September 2, 2005
Some good news popped up yesterday. Amidst the disaster of Katrina's suffering which has been all consuming and the general gloomy news, a story about progress in health information access surfaced.
Atlantic Information Services' eHealth Business letter (AIS) reports that health information exchanges are making headway. The eHealth Initiative Foundation has just released its 2005 survey on the state of community-based health information exchanges (HIE). The full report can be accessed for free at the Web site of the Foundation for eHealth Initiative.
The good news is that 109 communities have initiatives going and responded to the survey. The better news is that the majority of these community efforts are beginning to exchange electronic health care data. These steps toward sharing health information within communities is a necessary step toward individuals having ubiquitous access to their personal health information.
According to the report, the primary drivers for developing HIEs are provider inefficiency (77%) due to a lack of patient-specific data and the belief (60%) that HIEs will lead to improved efficiency in general resulting in lower overall health care costs. The third most commonly cited motivation for organizing an HIE (44%) is the availability of government grants. Could this be an example of the faux morality of not-for-profitism? Just under half of all funding is coming from government grants; although sustainable funding comes from other sources as well.
The functionality of these systems is fairly limited. The focus so far is on common patient registration and enrollment eligibility and on forming a clinical information repository. It's a start. Major barriers continue to be: funding sources, lack of physician electronic data availability, health plan participation and governance structures.
Quality and safety are the focus of future functionality development. They include a wide range of proposed information services. Many of the respondents report HIPAA-exceeding security and privacy standards. Management of chronic disease is the primary clinical driver for the development of these systems.
This is good news. Government initiatives toward establishing information exchange standards are beginning to show some results. The vision of government serving the function of seeding a national utility that makes it possible for individuals to get their personal health information “on demand” seems a proper role for government.
Many challenges remain. First, the establishment of information exchange standards requires completion and acceptance. Second, this is still an institutionally focused activity. It puts the needs of institutions and professionals in front of those of individuals with health problems. And it continues to place the view of institutional care in front of the needs and desires of individuals in terms of what they may want for their own health. But connectivity and exchange of information in any form are good starts.
Although there is a belief that somehow this will create efficiency in the system that will result in demonstrable relief in the climb of health care costs, one wonders if this is possible with the current approach.

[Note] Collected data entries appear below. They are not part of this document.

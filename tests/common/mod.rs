//! Common test utilities and fixtures
#![allow(dead_code)]

use gmail_regex_rules::actions::RemoteClient;
use gmail_regex_rules::auth::{Credential, StaticCredentialProvider};
use gmail_regex_rules::client::{LabelInfo, MailApi};
use gmail_regex_rules::error::Result;
use gmail_regex_rules::models::{ActionSet, Message, Rule};
use gmail_regex_rules::processor::BatchProcessor;
use gmail_regex_rules::retry::RetryPolicy;
use gmail_regex_rules::storage::Store;
use mockall::mock;
use serde_json::json;
use std::sync::Arc;
use std::time::Duration;

pub const TEST_TOKEN: &str = "test-token";

/// Create a test message with default values
pub fn create_test_message(id: &str, from: &str, subject: &str) -> Message {
    Message {
        id: id.to_string(),
        from: from.to_string(),
        to: "me@example.com".to_string(),
        subject: subject.to_string(),
        body: None,
        snippet: Some("Email snippet...".to_string()),
    }
}

/// Create an enabled rule with a single from pattern
pub fn create_test_rule(id: &str, from_pattern: &str, actions: ActionSet) -> Rule {
    Rule {
        id: id.to_string(),
        name: format!("Rule {}", id),
        enabled: true,
        from_pattern: Some(from_pattern.to_string()),
        actions,
        ..Default::default()
    }
}

pub fn star_only() -> ActionSet {
    ActionSet {
        star: true,
        ..Default::default()
    }
}

pub fn label_info(id: &str, name: &str) -> LabelInfo {
    LabelInfo {
        id: id.to_string(),
        name: name.to_string(),
    }
}

/// Retry policy with millisecond delays so failing tests stay fast
pub fn fast_retry() -> RetryPolicy {
    RetryPolicy::new(3, Duration::from_millis(1))
}

/// Processor over an in-memory store with a fixed token
pub fn processor_with(api: impl MailApi + 'static, token: Option<&str>) -> BatchProcessor {
    BatchProcessor::new(
        Store::in_memory(),
        RemoteClient::new(Arc::new(api), fast_retry()),
        Arc::new(StaticCredentialProvider::new(token.map(str::to_string))),
    )
}

/// Create mock Gmail API message response (JSON)
pub fn mock_gmail_message_response(id: &str, from: &str, subject: &str) -> serde_json::Value {
    json!({
        "id": id,
        "threadId": format!("thread_{}", id),
        "labelIds": ["INBOX", "UNREAD"],
        "snippet": "Email snippet...",
        "payload": {
            "mimeType": "multipart/alternative",
            "headers": [
                {"name": "From", "value": from},
                {"name": "Subject", "value": subject},
                {"name": "To", "value": "me@example.com"}
            ]
        }
    })
}

/// Create mock Gmail list messages response (JSON)
pub fn mock_gmail_list_response(
    message_ids: Vec<&str>,
    next_page_token: Option<&str>,
) -> serde_json::Value {
    let messages: Vec<serde_json::Value> = message_ids
        .iter()
        .map(|id| json!({"id": id, "threadId": format!("thread_{}", id)}))
        .collect();

    let mut response = json!({
        "messages": messages,
        "resultSizeEstimate": messages.len()
    });
    if let Some(token) = next_page_token {
        response["nextPageToken"] = json!(token);
    }
    response
}

/// Google-style JSON error body
pub fn mock_gmail_error(code: u16, message: &str) -> serde_json::Value {
    json!({
        "error": {
            "code": code,
            "message": message,
            "errors": [{"message": message, "domain": "global", "reason": "backendError"}]
        }
    })
}

// Mock implementation of MailApi for testing
mock! {
    pub MailApi {}

    #[async_trait::async_trait]
    impl MailApi for MailApi {
        async fn list_labels(&self, credential: &Credential) -> Result<Vec<LabelInfo>>;
        async fn create_label(&self, credential: &Credential, name: &str) -> Result<LabelInfo>;
        async fn modify_message(
            &self,
            credential: &Credential,
            message_id: &str,
            add_label_ids: &[String],
            remove_label_ids: &[String],
        ) -> Result<()>;
        async fn trash_message(&self, credential: &Credential, message_id: &str) -> Result<()>;
        async fn list_message_ids(
            &self,
            credential: &Credential,
            query: &str,
            max_results: u32,
        ) -> Result<Vec<String>>;
        async fn get_message(&self, credential: &Credential, message_id: &str) -> Result<Message>;
    }
}

#[cfg(test)]
mod tests {
    use super::*;

    #[test]
    fn test_create_test_message() {
        let msg = create_test_message("msg1", "test@example.com", "Test Subject");
        assert_eq!(msg.id, "msg1");
        assert_eq!(msg.from, "test@example.com");
        assert_eq!(msg.body_text(), "Email snippet...");
    }

    #[test]
    fn test_mock_gmail_list_response() {
        let response = mock_gmail_list_response(vec!["a", "b"], Some("next"));
        assert_eq!(response["messages"].as_array().unwrap().len(), 2);
        assert_eq!(response["nextPageToken"], "next");
    }
}
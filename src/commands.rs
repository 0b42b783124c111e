//! Ad-hoc command surface
//!
//! Each request is answered with exactly one response. Failures are reported
//! in the response body (`success: false`) rather than as an `Err`, so a
//! caller on the other side of a pipe always gets a well-formed answer.

use serde::{Deserialize, Serialize};
use std::sync::Arc;
use tracing::{debug, warn};

use crate::matcher;
use crate::models::{Message, Rule, RunSummary};
use crate::processor::BatchProcessor;
use crate::scheduler::{reschedule_interval, SchedulerHandle};

#[derive(Debug, Clone, PartialEq, Serialize, Deserialize)]
#[serde(tag = "action", rename_all = "camelCase")]
pub enum Request {
    #[serde(alias = "processEmails")]
    ProcessMessages {
        #[serde(alias = "emails")]
        messages: Vec<Message>,
    },
    TestRule {
        rule: Rule,
        #[serde(alias = "email")]
        message: Message,
    },
    RescheduleInterval { minutes: u32 },
    #[serde(alias = "getAuthToken")]
    GetCredential,
}

impl Request {
    pub fn name(&self) -> &'static str {
        match self {
            Request::ProcessMessages { .. } => "processMessages",
            Request::TestRule { .. } => "testRule",
            Request::RescheduleInterval { .. } => "rescheduleInterval",
            Request::GetCredential => "getCredential",
        }
    }
}

#[derive(Debug, Clone, PartialEq, Serialize)]
#[serde(untagged)]
pub enum ResponseBody {
    Summary(RunSummary),
    Match { matches: bool },
    Interval { minutes: u32 },
    Credential { token: String },
    Error { error: String },
}

#[derive(Debug, Clone, PartialEq, Serialize)]
pub struct Response {
    pub success: bool,
    #[serde(flatten)]
    pub body: ResponseBody,
}

impl Response {
    fn ok(body: ResponseBody) -> Self {
        Self {
            success: true,
            body,
        }
    }

    fn failed(error: impl ToString) -> Self {
        Self {
            success: false,
            body: ResponseBody::Error {
                error: error.to_string(),
            },
        }
    }
}

/// Dispatches requests to the processor, matcher, scheduler and credential
/// provider
pub struct CommandHandler {
    processor: Arc<BatchProcessor>,
    scheduler: Option<SchedulerHandle>,
}

impl CommandHandler {
    pub fn new(processor: Arc<BatchProcessor>) -> Self {
        Self {
            processor,
            scheduler: None,
        }
    }

    /// Route interval changes through a running scheduler so its timer is
    /// recreated
    pub fn with_scheduler(mut self, scheduler: SchedulerHandle) -> Self {
        self.scheduler = Some(scheduler);
        self
    }

    pub async fn handle(&self, request: Request) -> Response {
        let name = request.name();
        debug!("Handling {} request", name);

        let response = match request {
            Request::ProcessMessages { messages } => {
                match self.processor.process_messages(&messages).await {
                    Ok(summary) => Response::ok(ResponseBody::Summary(summary)),
                    Err(e) => Response::failed(e),
                }
            }
            Request::TestRule { rule, message } => Response::ok(ResponseBody::Match {
                matches: matcher::matches(&message, &rule),
            }),
            Request::RescheduleInterval { minutes } => {
                let applied = match &self.scheduler {
                    Some(scheduler) => scheduler.reschedule(minutes).await,
                    None => reschedule_interval(self.processor.store(), minutes).await,
                };
                match applied {
                    Ok(minutes) => Response::ok(ResponseBody::Interval { minutes }),
                    Err(e) => Response::failed(e),
                }
            }
            Request::GetCredential => match self.processor.credentials().get_credential().await {
                Ok(credential) => Response::ok(ResponseBody::Credential {
                    token: credential.as_str().to_string(),
                }),
                Err(e) => Response::failed(e),
            },
        };

        if let ResponseBody::Error { error } = &response.body {
            warn!("{} request failed: {}", name, error);
        }
        response
    }

    /// Parse a JSON request, handle it and serialize the response
    pub async fn handle_json(&self, json: &str) -> String {
        let response = match serde_json::from_str::<Request>(json) {
            Ok(request) => self.handle(request).await,
            Err(e) => Response::failed(format!("Invalid request: {}", e)),
        };
        serde_json::to_string(&response).unwrap_or_else(|e| {
            format!(r#"{{"success":false,"error":"Failed to encode response: {}"}}"#, e)
        })
    }
}

#[cfg(test)]
mod tests {
    use super::*;
    use crate::actions::RemoteClient;
    use crate::auth::{Credential, StaticCredentialProvider};
    use crate::client::{LabelInfo, MailApi};
    use crate::error::{GmailError, Result};
    use crate::retry::RetryPolicy;
    use crate::storage::Store;
    use async_trait::async_trait;
    use serde_json::{json, Value};

    struct NoopApi;

    #[async_trait]
    impl MailApi for NoopApi {
        async fn list_labels(&self, _credential: &Credential) -> Result<Vec<LabelInfo>> {
            Ok(vec![])
        }
        async fn create_label(&self, _credential: &Credential, name: &str) -> Result<LabelInfo> {
            Err(GmailError::LabelError(name.to_string()))
        }
        async fn modify_message(
            &self,
            _credential: &Credential,
            _message_id: &str,
            _add_label_ids: &[String],
            _remove_label_ids: &[String],
        ) -> Result<()> {
            Ok(())
        }
        async fn trash_message(&self, _credential: &Credential, _message_id: &str) -> Result<()> {
            Ok(())
        }
        async fn list_message_ids(
            &self,
            _credential: &Credential,
            _query: &str,
            _max_results: u32,
        ) -> Result<Vec<String>> {
            Ok(vec![])
        }
        async fn get_message(&self, _credential: &Credential, message_id: &str) -> Result<Message> {
            Err(GmailError::NotFound(message_id.to_string()))
        }
    }

    fn handler(token: Option<&str>) -> CommandHandler {
        let processor = BatchProcessor::new(
            Store::in_memory(),
            RemoteClient::new(Arc::new(NoopApi), RetryPolicy::default()),
            Arc::new(StaticCredentialProvider::new(token.map(str::to_string))),
        );
        CommandHandler::new(Arc::new(processor))
    }

    async fn call(handler: &CommandHandler, request: Value) -> Value {
        let out = handler.handle_json(&request.to_string()).await;
        serde_json::from_str(&out).unwrap()
    }

    #[tokio::test]
    async fn test_test_rule_reports_match() {
        let h = handler(None);
        let out = call(
            &h,
            json!({
                "action": "testRule",
                "rule": {"id": "r1", "enabled": true, "subjectPattern": "invoice"},
                "message": {"id": "m1", "subject": "Your INVOICE is ready"}
            }),
        )
        .await;
        assert_eq!(out["success"], true);
        assert_eq!(out["matches"], true);

        let out = call(
            &h,
            json!({
                "action": "testRule",
                "rule": {"id": "r1", "subjectPattern": "(broken"},
                "email": {"id": "m1", "subject": "(broken"}
            }),
        )
        .await;
        assert_eq!(out["matches"], false);
    }

    #[tokio::test]
    async fn test_reschedule_without_scheduler_persists_clamped() {
        let h = handler(None);
        let out = call(&h, json!({"action": "rescheduleInterval", "minutes": 0})).await;
        assert_eq!(out, json!({"success": true, "minutes": 1}));

        let settings = h.processor.store().load_settings().await.unwrap();
        assert_eq!(settings.processing_interval_minutes, Some(1));
    }

    #[tokio::test]
    async fn test_get_credential() {
        let out = call(&handler(Some("abc")), json!({"action": "getCredential"})).await;
        assert_eq!(out, json!({"success": true, "token": "abc"}));

        let out = call(&handler(None), json!({"action": "getAuthToken"})).await;
        assert_eq!(out["success"], false);
        assert!(out["error"].as_str().unwrap().contains("Authentication"));
    }

    #[tokio::test]
    async fn test_process_messages_returns_summary() {
        let h = handler(Some("t"));
        h.processor
            .store()
            .save_rules(&[Rule {
                id: "r1".to_string(),
                enabled: true,
                from_pattern: Some("example\\.com".to_string()),
                actions: crate::models::ActionSet {
                    archive: true,
                    ..Default::default()
                },
                ..Default::default()
            }])
            .await
            .unwrap();

        let out = call(
            &h,
            json!({
                "action": "processEmails",
                "emails": [
                    {"id": "m1", "from": "news@example.com"},
                    {"id": "m2", "from": "friend@other.org"}
                ]
            }),
        )
        .await;
        assert_eq!(out["success"], true);
        assert_eq!(out["processed"], 1);
        assert_eq!(out["matchChecks"], 2);
        assert_eq!(out["emails"], 2);
    }

    #[tokio::test]
    async fn test_invalid_request() {
        let out = call(&handler(None), json!({"action": "launchRockets"})).await;
        assert_eq!(out["success"], false);
        assert!(out["error"].as_str().unwrap().starts_with("Invalid request"));
    }
}
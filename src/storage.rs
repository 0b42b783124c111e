//! Shared key-value storage for rules, settings and performance history
//!
//! Every key holds one JSON document that is read whole, modified in memory
//! and written back whole. Concurrent writers race with last-writer-wins
//! semantics; no locking is attempted across processes.

use async_trait::async_trait;
use serde::de::DeserializeOwned;
use serde::Serialize;
use serde_json::Value;
use std::collections::HashMap;
use std::path::{Path, PathBuf};
use std::sync::Arc;
use tokio::sync::RwLock;
use tracing::{debug, info};

use crate::error::{GmailError, Result};
use crate::models::{ActionSet, PerfEntry, Rule, Settings};

pub const RULES_KEY: &str = "rules";
pub const SETTINGS_KEY: &str = "settings";
pub const PERF_STATS_KEY: &str = "perfStats";

const IMPORTED_RULE_NAME: &str = "Imported Rule";

/// Raw JSON key-value store
#[async_trait]
pub trait Storage: Send + Sync {
    /// Read a key, `None` when it was never written
    async fn get(&self, key: &str) -> Result<Option<Value>>;

    /// Replace the value stored under a key
    async fn set(&self, key: &str, value: Value) -> Result<()>;
}

/// One pretty-printed JSON file per key inside a directory
#[derive(Debug, Clone)]
pub struct JsonFileStorage {
    dir: PathBuf,
}

impl JsonFileStorage {
    pub fn new(dir: impl Into<PathBuf>) -> Self {
        Self { dir: dir.into() }
    }

    pub fn dir(&self) -> &Path {
        &self.dir
    }

    fn path_for(&self, key: &str) -> PathBuf {
        self.dir.join(format!("{}.json", key))
    }
}

#[async_trait]
impl Storage for JsonFileStorage {
    async fn get(&self, key: &str) -> Result<Option<Value>> {
        let path = self.path_for(key);
        if !path.exists() {
            return Ok(None);
        }

        let json = tokio::fs::read_to_string(&path).await.map_err(|e| {
            GmailError::StorageError(format!("Failed to read {:?}: {}", path, e))
        })?;
        let value = serde_json::from_str(&json)?;
        Ok(Some(value))
    }

    async fn set(&self, key: &str, value: Value) -> Result<()> {
        tokio::fs::create_dir_all(&self.dir).await.map_err(|e| {
            GmailError::StorageError(format!("Failed to create {:?}: {}", self.dir, e))
        })?;

        let path = self.path_for(key);
        let tmp = self.dir.join(format!(".{}.json.tmp", key));
        let json = serde_json::to_string_pretty(&value)?;

        // Write then rename so readers never observe a half-written document
        tokio::fs::write(&tmp, json).await.map_err(|e| {
            GmailError::StorageError(format!("Failed to write {:?}: {}", tmp, e))
        })?;
        tokio::fs::rename(&tmp, &path).await.map_err(|e| {
            GmailError::StorageError(format!("Failed to replace {:?}: {}", path, e))
        })?;

        debug!("Saved {} to {:?}", key, path);
        Ok(())
    }
}

/// In-process storage, used by tests and embedders that persist elsewhere
#[derive(Debug, Clone, Default)]
pub struct MemoryStorage {
    values: Arc<RwLock<HashMap<String, Value>>>,
}

impl MemoryStorage {
    pub fn new() -> Self {
        Self::default()
    }
}

#[async_trait]
impl Storage for MemoryStorage {
    async fn get(&self, key: &str) -> Result<Option<Value>> {
        Ok(self.values.read().await.get(key).cloned())
    }

    async fn set(&self, key: &str, value: Value) -> Result<()> {
        self.values.write().await.insert(key.to_string(), value);
        Ok(())
    }
}

/// Outcome of importing a rules document
#[derive(Debug, Clone, Default)]
pub struct ImportReport {
    /// Rules appended to the stored list
    pub imported: usize,
    /// Imported rules that will never match as written: (name, reason)
    pub invalid: Vec<(String, String)>,
}

/// Typed access to the persisted state layout
#[derive(Clone)]
pub struct Store {
    storage: Arc<dyn Storage>,
}

impl Store {
    pub fn new(storage: Arc<dyn Storage>) -> Self {
        Self { storage }
    }

    /// File-backed store rooted at `dir`
    pub fn open(dir: impl Into<PathBuf>) -> Self {
        Self::new(Arc::new(JsonFileStorage::new(dir)))
    }

    /// Store with no persistence beyond this process
    pub fn in_memory() -> Self {
        Self::new(Arc::new(MemoryStorage::new()))
    }

    async fn read<T: DeserializeOwned>(&self, key: &str) -> Result<Option<T>> {
        match self.storage.get(key).await? {
            Some(Value::Null) | None => Ok(None),
            Some(value) => Ok(Some(serde_json::from_value(value)?)),
        }
    }

    async fn write<T: Serialize + ?Sized>(&self, key: &str, value: &T) -> Result<()> {
        self.storage.set(key, serde_json::to_value(value)?).await
    }

    pub async fn load_rules(&self) -> Result<Vec<Rule>> {
        Ok(self.read(RULES_KEY).await?.unwrap_or_default())
    }

    pub async fn save_rules(&self, rules: &[Rule]) -> Result<()> {
        self.write(RULES_KEY, rules).await
    }

    pub async fn load_settings(&self) -> Result<Settings> {
        Ok(self.read(SETTINGS_KEY).await?.unwrap_or_default())
    }

    pub async fn save_settings(&self, settings: &Settings) -> Result<()> {
        self.write(SETTINGS_KEY, settings).await
    }

    pub async fn load_perf_stats(&self) -> Result<Vec<PerfEntry>> {
        Ok(self.read(PERF_STATS_KEY).await?.unwrap_or_default())
    }

    pub async fn save_perf_stats(&self, entries: &[PerfEntry]) -> Result<()> {
        self.write(PERF_STATS_KEY, entries).await
    }

    /// Write defaults for every key that has never been written
    ///
    /// Returns the keys that were initialized.
    pub async fn initialize(&self) -> Result<Vec<&'static str>> {
        let mut initialized = Vec::new();

        if self.storage.get(RULES_KEY).await?.is_none() {
            self.save_rules(&[]).await?;
            initialized.push(RULES_KEY);
        }
        if self.storage.get(SETTINGS_KEY).await?.is_none() {
            self.save_settings(&Settings::default()).await?;
            initialized.push(SETTINGS_KEY);
        }
        if self.storage.get(PERF_STATS_KEY).await?.is_none() {
            self.save_perf_stats(&[]).await?;
            initialized.push(PERF_STATS_KEY);
        }

        if !initialized.is_empty() {
            info!("Initialized default state for {:?}", initialized);
        }
        Ok(initialized)
    }

    /// Append the rules of a JSON array document to the stored list
    ///
    /// Entries that are not objects are dropped. Every other entry is
    /// sanitized; rules that fail [`Rule::validate`] are still imported and
    /// reported so they can be fixed.
    pub async fn import_rules(&self, json: &str) -> Result<ImportReport> {
        let document: Value = serde_json::from_str(json)?;
        let entries = match document {
            Value::Array(entries) => entries,
            _ => {
                return Err(GmailError::InvalidInput(
                    "Rules document must be a JSON array".to_string(),
                ))
            }
        };

        let sanitized: Vec<Rule> = entries.iter().filter_map(sanitize_rule).collect();

        let mut report = ImportReport {
            imported: sanitized.len(),
            invalid: Vec::new(),
        };
        for rule in &sanitized {
            if let Err(e) = rule.validate() {
                report.invalid.push((rule.name.clone(), e.to_string()));
            }
        }

        let mut rules = self.load_rules().await?;
        rules.extend(sanitized);
        self.save_rules(&rules).await?;

        info!(
            "Imported {} rule(s), {} need attention",
            report.imported,
            report.invalid.len()
        );
        Ok(report)
    }

    /// Stored rules as a pretty JSON array
    pub async fn export_rules(&self) -> Result<String> {
        let rules = self.load_rules().await?;
        Ok(serde_json::to_string_pretty(&rules)?)
    }
}

fn non_empty_str(value: Option<&Value>) -> Option<String> {
    value
        .and_then(Value::as_str)
        .filter(|s| !s.is_empty())
        .map(str::to_string)
}

fn string_list(value: Option<&Value>) -> Vec<String> {
    value
        .and_then(Value::as_array)
        .map(|items| {
            items
                .iter()
                .filter_map(Value::as_str)
                .map(str::to_string)
                .collect()
        })
        .unwrap_or_default()
}

fn flag(value: Option<&Value>) -> bool {
    value.and_then(Value::as_bool).unwrap_or(false)
}

/// Normalize one imported entry; `None` for non-object entries
fn sanitize_rule(entry: &Value) -> Option<Rule> {
    let obj = entry.as_object()?;
    let actions = obj.get("actions");
    let action = |name: &str| actions.and_then(|a| a.get(name));

    Some(Rule {
        id: non_empty_str(obj.get("id")).unwrap_or_else(|| uuid::Uuid::new_v4().to_string()),
        name: non_empty_str(obj.get("name")).unwrap_or_else(|| IMPORTED_RULE_NAME.to_string()),
        enabled: obj.get("enabled").and_then(Value::as_bool) != Some(false),
        from_pattern: non_empty_str(obj.get("fromPattern")),
        to_pattern: non_empty_str(obj.get("toPattern")),
        subject_pattern: non_empty_str(obj.get("subjectPattern")),
        body_pattern: non_empty_str(obj.get("bodyPattern")),
        actions: ActionSet {
            add_labels: string_list(action("addLabels")),
            remove_labels: string_list(action("removeLabels")),
            mark_as_read: flag(action("markAsRead")),
            mark_as_important: flag(action("markAsImportant")),
            star: flag(action("star")),
            archive: flag(action("archive")),
            trash: flag(action("trash")),
        },
        stats: None,
    })
}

And perhaps this is really the wrong focus anyway.
Access to personal health information will result in efficiency only when the system is fully informed. The system will never be fully informed until the financial transaction and the service transaction take place between the same two people. The second requirement is for that information to be ubiquitously available in real-time. Only then will the system be presented with enough information to make the necessary real-time adjustments to result in true efficiency.